■ **About this task**
In the data below, one line contains "attempt < policy.max_retries()" and a later one contains "cache = CacheMetadata::from_headers(raw.headers(), Utc::now());". Print both, with every line between them, exactly and alone.

※ ※ ※

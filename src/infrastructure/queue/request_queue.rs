//! Concurrent request dispatcher with single-task delivery.
//!
//! Submitted requests wait in a priority heap until one of `max_workers`
//! permits frees up. Each dispatched request runs transport, then parse, then
//! hands its outcome to one delivery task that completes handles and runs
//! callbacks one at a time, so caller code never races with itself.

use std::collections::{BinaryHeap, HashMap};
use std::sync::Arc;
use std::sync::atomic::{AtomicU64, Ordering};

use chrono::Utc;
use futures_util::FutureExt;
use parking_lot::Mutex;
use tokio::sync::{Semaphore, mpsc, oneshot};
use tracing::{debug, error, info, trace, warn};

use super::job::QueuedJob;
use crate::application::parsers::ResponseParser;
use crate::domain::CancellationToken;
use crate::domain::entities::{CacheMetadata, Delivery, Request, RequestId, Response};
use crate::domain::errors::RequestError;
use crate::domain::ports::TransportPort;

/// Default number of concurrently executing requests.
pub const DEFAULT_MAX_WORKERS: usize = 4;

/// Configuration for the request queue.
#[derive(Debug, Clone)]
pub struct RequestQueueConfig {
    /// Maximum requests executing at once.
    pub max_workers: usize,
}

impl Default for RequestQueueConfig {
    fn default() -> Self {
        Self {
            max_workers: DEFAULT_MAX_WORKERS,
        }
    }
}

type DeliveryTask = Box<dyn FnOnce() + Send>;
type Registry = Arc<Mutex<HashMap<RequestId, TrackedRequest>>>;

enum QueueCommand {
    Submit(QueuedJob),
    Shutdown,
}

struct TrackedRequest {
    token: CancellationToken,
    tag: Option<String>,
}

enum Completion<T> {
    Channel(oneshot::Sender<Delivery<T>>),
    Callback(Box<dyn FnOnce(Delivery<T>) + Send>),
}

impl<T> Completion<T> {
    fn complete(self, delivery: Delivery<T>) {
        match self {
            Self::Channel(tx) => {
                let _ = tx.send(delivery);
            }
            Self::Callback(callback) => callback(delivery),
        }
    }
}

/// Handle to a submitted request.
///
/// Resolves to exactly one delivery unless the request is cancelled, in which
/// case [`RequestHandle::response`] yields `None`.
#[derive(Debug)]
pub struct RequestHandle<T> {
    id: RequestId,
    token: CancellationToken,
    receiver: oneshot::Receiver<Delivery<T>>,
}

impl<T> RequestHandle<T> {
    /// Returns the request id.
    #[must_use]
    pub const fn id(&self) -> RequestId {
        self.id
    }

    /// Cancels the request. See [`CancellationToken`] for the guarantees.
    pub fn cancel(&self) {
        self.token.cancel();
    }

    /// Returns true if the request was cancelled.
    #[must_use]
    pub fn is_cancelled(&self) -> bool {
        self.token.is_cancelled()
    }

    /// Returns a token that cancels this request.
    #[must_use]
    pub fn cancellation_token(&self) -> CancellationToken {
        self.token.clone()
    }

    /// Waits for the terminal outcome. `None` means the request was cancelled.
    pub async fn response(self) -> Option<Delivery<T>> {
        self.receiver.await.ok()
    }
}

/// Everything a running request needs after leaving the heap.
struct JobContext {
    id: RequestId,
    token: CancellationToken,
    transport: Arc<dyn TransportPort>,
    delivery_tx: mpsc::UnboundedSender<DeliveryTask>,
    current: Registry,
}

/// State for the background dispatcher loop.
struct DispatcherState {
    command_rx: mpsc::UnboundedReceiver<QueueCommand>,
    semaphore: Arc<Semaphore>,
    current: Registry,
}

/// Dispatches requests to the transport and delivers their outcomes.
pub struct RequestQueue {
    transport: Arc<dyn TransportPort>,
    command_tx: mpsc::UnboundedSender<QueueCommand>,
    delivery_tx: mpsc::UnboundedSender<DeliveryTask>,
    current: Registry,
    next_id: AtomicU64,
    config: RequestQueueConfig,
}

impl std::fmt::Debug for RequestQueue {
    fn fmt(&self, f: &mut std::fmt::Formatter<'_>) -> std::fmt::Result {
        f.debug_struct("RequestQueue")
            .field("config", &self.config)
            .field("in_flight", &self.in_flight_count())
            .finish_non_exhaustive()
    }
}

impl RequestQueue {
    /// Creates a queue and starts its dispatcher and delivery tasks.
    ///
    /// # Panics
    /// Panics if called outside of a Tokio runtime.
    #[must_use]
    pub fn new(config: RequestQueueConfig, transport: Arc<dyn TransportPort>) -> Self {
        let (command_tx, command_rx) = mpsc::unbounded_channel();
        let (delivery_tx, delivery_rx) = mpsc::unbounded_channel();
        let current: Registry = Arc::default();
        let semaphore = Arc::new(Semaphore::new(config.max_workers.max(1)));

        tokio::spawn(Self::run_dispatcher(DispatcherState {
            command_rx,
            semaphore,
            current: current.clone(),
        }));
        tokio::spawn(Self::run_delivery(delivery_rx));

        info!(max_workers = config.max_workers, "Request queue started");

        Self {
            transport,
            command_tx,
            delivery_tx,
            current,
            next_id: AtomicU64::new(1),
            config,
        }
    }

    /// Submits a request and returns a handle resolving to its outcome.
    pub fn submit<P: ResponseParser>(
        &self,
        request: Request,
        parser: P,
    ) -> RequestHandle<P::Output> {
        let (tx, receiver) = oneshot::channel();
        let token = CancellationToken::new();
        let id = self.enqueue(request, parser, token.clone(), Completion::Channel(tx));
        RequestHandle {
            id,
            token,
            receiver,
        }
    }

    /// Submits a request whose outcome is passed to `callback`.
    ///
    /// Callbacks run one at a time on the queue's delivery task.
    pub fn submit_with<P, F>(&self, request: Request, parser: P, callback: F) -> RequestId
    where
        P: ResponseParser,
        F: FnOnce(Delivery<P::Output>) + Send + 'static,
    {
        self.submit_with_token(request, parser, CancellationToken::new(), callback)
    }

    /// Like [`RequestQueue::submit_with`], cancelled through a caller-owned token.
    ///
    /// One token may be shared by several requests to cancel them together.
    pub fn submit_with_token<P, F>(
        &self,
        request: Request,
        parser: P,
        token: CancellationToken,
        callback: F,
    ) -> RequestId
    where
        P: ResponseParser,
        F: FnOnce(Delivery<P::Output>) + Send + 'static,
    {
        self.enqueue(request, parser, token, Completion::Callback(Box::new(callback)))
    }

    fn enqueue<P: ResponseParser>(
        &self,
        request: Request,
        parser: P,
        token: CancellationToken,
        completion: Completion<P::Output>,
    ) -> RequestId {
        let id = RequestId::new(self.next_id.fetch_add(1, Ordering::Relaxed));
        let priority = request.priority();

        self.current.lock().insert(
            id,
            TrackedRequest {
                token: token.clone(),
                tag: request.tag().map(str::to_owned),
            },
        );

        debug!(
            id = %id,
            method = %request.method(),
            url = %request.url(),
            parser = %parser.kind(),
            priority = ?priority,
            "Request submitted"
        );

        let context = JobContext {
            id,
            token: token.clone(),
            transport: self.transport.clone(),
            delivery_tx: self.delivery_tx.clone(),
            current: self.current.clone(),
        };

        let job = QueuedJob {
            id,
            priority,
            token: token.clone(),
            run: Box::new(move || run_request(context, request, parser, completion).boxed()),
        };

        if self.command_tx.send(QueueCommand::Submit(job)).is_err() {
            warn!(id = %id, "Request queue is shut down; request dropped");
            token.cancel();
            self.current.lock().remove(&id);
        }

        id
    }

    /// Cancels one request. Returns false if it already completed.
    pub fn cancel(&self, id: RequestId) -> bool {
        let current = self.current.lock();
        current.get(&id).is_some_and(|tracked| {
            tracked.token.cancel();
            debug!(id = %id, "Cancelled request");
            true
        })
    }

    /// Cancels every request carrying `tag`. Returns how many were cancelled.
    pub fn cancel_tagged(&self, tag: &str) -> usize {
        let current = self.current.lock();
        let mut count = 0;
        for tracked in current.values() {
            if tracked.tag.as_deref() == Some(tag) {
                tracked.token.cancel();
                count += 1;
            }
        }
        debug!(tag = tag, count = count, "Cancelled tagged requests");
        count
    }

    /// Cancels all queued and in-flight requests.
    pub fn cancel_all(&self) -> usize {
        let current = self.current.lock();
        for tracked in current.values() {
            tracked.token.cancel();
        }
        let count = current.len();
        if count > 0 {
            debug!(count = count, "Cancelled all requests");
        }
        count
    }

    /// Cancels everything and stops the dispatcher.
    pub fn shutdown(&self) {
        self.cancel_all();
        let _ = self.command_tx.send(QueueCommand::Shutdown);
        info!("Request queue shut down");
    }

    /// Number of submitted requests not yet delivered or dropped.
    #[must_use]
    pub fn in_flight_count(&self) -> usize {
        self.current.lock().len()
    }

    /// Returns the queue configuration.
    #[must_use]
    pub const fn config(&self) -> &RequestQueueConfig {
        &self.config
    }

    /// Dispatcher loop: orders submissions and throttles execution.
    async fn run_dispatcher(mut state: DispatcherState) {
        let mut pending: BinaryHeap<QueuedJob> = BinaryHeap::new();

        loop {
            tokio::select! {
                biased;
                command = state.command_rx.recv() => match command {
                    Some(QueueCommand::Submit(job)) => pending.push(job),
                    Some(QueueCommand::Shutdown) | None => break,
                },
                Ok(permit) = state.semaphore.clone().acquire_owned(), if !pending.is_empty() => {
                    let Some(job) = pending.pop() else {
                        continue;
                    };

                    if job.token.is_cancelled() {
                        state.current.lock().remove(&job.id);
                        debug!(id = %job.id, "Skipping request cancelled before dispatch");
                        continue;
                    }

                    trace!(id = %job.id, priority = ?job.priority, "Dispatching request");
                    let future = (job.run)();
                    tokio::spawn(async move {
                        future.await;
                        drop(permit);
                    });
                }
            }
        }

        state.command_rx.close();
        while let Ok(command) = state.command_rx.try_recv() {
            if let QueueCommand::Submit(job) = command {
                pending.push(job);
            }
        }

        let dropped = pending.len();
        {
            let mut current = state.current.lock();
            for job in pending.drain() {
                job.token.cancel();
                current.remove(&job.id);
            }
        }
        debug!(dropped = dropped, "Request dispatcher stopped");
    }

    /// Delivery loop: completes outcomes strictly one at a time.
    async fn run_delivery(mut delivery_rx: mpsc::UnboundedReceiver<DeliveryTask>) {
        while let Some(task) = delivery_rx.recv().await {
            if let Err(panic_info) = std::panic::catch_unwind(std::panic::AssertUnwindSafe(task)) {
                let panic_msg = if let Some(s) = panic_info.downcast_ref::<&str>() {
                    (*s).to_string()
                } else if let Some(s) = panic_info.downcast_ref::<String>() {
                    s.clone()
                } else {
                    "unknown panic".to_string()
                };
                error!(panic = %panic_msg, "Response callback panicked");
            }
        }
        trace!("Delivery task stopped");
    }
}

async fn run_request<P: ResponseParser>(
    context: JobContext,
    request: Request,
    parser: P,
    completion: Completion<P::Output>,
) {
    let Some(delivery) = perform(&context, &request, parser).await else {
        context.current.lock().remove(&context.id);
        return;
    };

    let JobContext {
        id,
        token,
        delivery_tx,
        current,
        ..
    } = context;

    let task: DeliveryTask = Box::new(move || {
        current.lock().remove(&id);
        if token.is_cancelled() {
            debug!(id = %id, "Dropping response of cancelled request");
            return;
        }
        trace!(id = %id, success = delivery.is_ok(), "Delivering response");
        completion.complete(delivery);
    });

    if delivery_tx.send(task).is_err() {
        warn!(id = %id, "Delivery task stopped; response dropped");
    }
}

/// Runs transport then parse. `None` when the request was cancelled meanwhile.
async fn perform<P: ResponseParser>(
    context: &JobContext,
    request: &Request,
    parser: P,
) -> Option<Delivery<P::Output>> {
    let policy = *request.retry_policy();
    let mut attempt = 0;

    let raw = loop {
        let timeout = policy.timeout_for_attempt(attempt);
        match context.transport.execute(request, timeout).await {
            Ok(raw) => break Ok(raw),
            Err(e)
                if e.is_network_error()
                    && attempt < policy.max_retries()
                    && !context.token.is_cancelled() =>
            {
                attempt += 1;
                warn!(id = %context.id, attempt = attempt, error = %e, "Retrying request");
            }
            Err(e) => break Err(e),
        }
    };

    if context.token.is_cancelled() {
        debug!(id = %context.id, "Discarding result of cancelled request");
        return None;
    }

    let raw = match raw {
        Ok(raw) => raw,
        Err(e) => {
            debug!(id = %context.id, error = %e, "Request failed");
            return Some(Err(e));
        }
    };

    let cache = CacheMetadata::from_headers(raw.headers(), Utc::now());
    let kind = parser.kind();
    let parsed = tokio::task::spawn_blocking(move || parser.parse(&raw)).await;

    Some(match parsed {
        Ok(Ok(value)) => Ok(Response::new(value, cache)),
        Ok(Err(e)) => {
            debug!(id = %context.id, parser = %kind, error = %e, "Parsing failed");
            Err(e)
        }
        Err(e) => Err(RequestError::parse(format!("{kind} parser task failed: {e}"))),
    })
}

※ ※ ※

■ **Response area**
                    && attempt < policy.max_retries()
                    && !context.token.is_cancelled() =>
            {
                attempt += 1;
                warn!(id = %context.id, attempt = attempt, error = %e, "Retrying request");
            }
            Err(e) => break Err(e),
        }
    };

    if context.token.is_cancelled() {
        debug!(id = %context.id, "Discarding result of cancelled request");
        return None;
    }

    let raw = match raw {
        Ok(raw) => raw,
        Err(e) => {
            debug!(id = %context.id, error = %e, "Request failed");
            return Some(Err(e));
        }
    };

    let cache = CacheMetadata::from_headers(raw.headers(), Utc::now());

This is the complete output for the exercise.